> [WHAT IS NEEDED] Filter the entries below, keeping only lines with the word "delimiter".

> [Stored items]
# # # #

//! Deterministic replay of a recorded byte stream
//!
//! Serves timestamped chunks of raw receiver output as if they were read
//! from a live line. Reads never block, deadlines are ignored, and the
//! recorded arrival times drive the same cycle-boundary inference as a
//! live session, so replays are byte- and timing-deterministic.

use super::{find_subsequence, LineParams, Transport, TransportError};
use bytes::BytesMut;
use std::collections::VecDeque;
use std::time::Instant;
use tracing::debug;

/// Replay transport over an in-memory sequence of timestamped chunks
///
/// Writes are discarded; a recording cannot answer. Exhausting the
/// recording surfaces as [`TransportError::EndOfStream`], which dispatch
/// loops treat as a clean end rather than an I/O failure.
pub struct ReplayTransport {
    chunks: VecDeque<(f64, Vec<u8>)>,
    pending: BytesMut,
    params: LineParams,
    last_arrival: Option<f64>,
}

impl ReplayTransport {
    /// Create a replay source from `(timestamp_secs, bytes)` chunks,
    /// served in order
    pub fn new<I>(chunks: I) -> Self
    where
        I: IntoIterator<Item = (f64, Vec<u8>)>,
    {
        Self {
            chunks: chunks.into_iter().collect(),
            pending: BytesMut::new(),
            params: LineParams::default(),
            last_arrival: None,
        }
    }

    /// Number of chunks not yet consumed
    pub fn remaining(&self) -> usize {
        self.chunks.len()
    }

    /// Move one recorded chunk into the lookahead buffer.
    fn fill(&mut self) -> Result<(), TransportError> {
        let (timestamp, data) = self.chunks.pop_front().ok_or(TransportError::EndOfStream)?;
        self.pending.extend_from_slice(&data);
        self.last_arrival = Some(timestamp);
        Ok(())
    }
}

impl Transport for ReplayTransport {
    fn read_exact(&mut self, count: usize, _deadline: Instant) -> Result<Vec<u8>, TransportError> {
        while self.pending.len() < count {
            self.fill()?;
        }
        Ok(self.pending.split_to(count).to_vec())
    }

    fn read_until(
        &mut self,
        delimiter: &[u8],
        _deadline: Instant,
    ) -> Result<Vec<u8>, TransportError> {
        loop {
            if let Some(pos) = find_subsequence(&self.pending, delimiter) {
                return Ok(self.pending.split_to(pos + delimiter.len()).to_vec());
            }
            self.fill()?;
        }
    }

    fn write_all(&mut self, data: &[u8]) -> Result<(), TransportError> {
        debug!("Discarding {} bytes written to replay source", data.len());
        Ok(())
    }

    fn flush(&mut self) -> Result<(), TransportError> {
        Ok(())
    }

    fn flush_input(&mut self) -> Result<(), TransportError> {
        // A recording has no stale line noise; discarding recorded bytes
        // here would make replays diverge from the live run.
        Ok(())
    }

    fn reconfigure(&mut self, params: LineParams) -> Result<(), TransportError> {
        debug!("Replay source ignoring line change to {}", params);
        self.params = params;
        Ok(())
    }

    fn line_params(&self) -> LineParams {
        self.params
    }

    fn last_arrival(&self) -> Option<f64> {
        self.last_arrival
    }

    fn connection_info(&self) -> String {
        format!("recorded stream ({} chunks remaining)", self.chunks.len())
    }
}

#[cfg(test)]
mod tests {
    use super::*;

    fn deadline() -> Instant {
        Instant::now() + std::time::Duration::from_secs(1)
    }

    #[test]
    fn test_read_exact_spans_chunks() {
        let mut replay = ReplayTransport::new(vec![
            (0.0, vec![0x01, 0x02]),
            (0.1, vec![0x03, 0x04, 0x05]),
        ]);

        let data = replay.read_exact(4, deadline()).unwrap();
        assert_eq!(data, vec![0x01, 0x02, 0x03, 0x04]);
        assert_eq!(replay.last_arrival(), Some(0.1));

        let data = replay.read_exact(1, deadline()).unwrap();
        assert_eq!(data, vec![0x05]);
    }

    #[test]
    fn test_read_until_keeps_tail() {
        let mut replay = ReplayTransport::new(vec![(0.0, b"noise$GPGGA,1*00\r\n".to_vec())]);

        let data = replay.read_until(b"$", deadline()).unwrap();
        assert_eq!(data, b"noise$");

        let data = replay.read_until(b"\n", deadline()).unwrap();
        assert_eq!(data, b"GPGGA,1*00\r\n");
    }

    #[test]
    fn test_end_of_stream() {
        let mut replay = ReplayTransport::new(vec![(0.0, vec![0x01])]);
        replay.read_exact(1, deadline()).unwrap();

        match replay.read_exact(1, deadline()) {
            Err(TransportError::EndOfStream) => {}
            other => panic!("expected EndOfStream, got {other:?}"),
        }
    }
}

# # # #

> [OUTPUT]
        delimiter: &[u8],
            if let Some(pos) = find_subsequence(&self.pending, delimiter) {
                return Ok(self.pending.split_to(pos + delimiter.len()).to_vec());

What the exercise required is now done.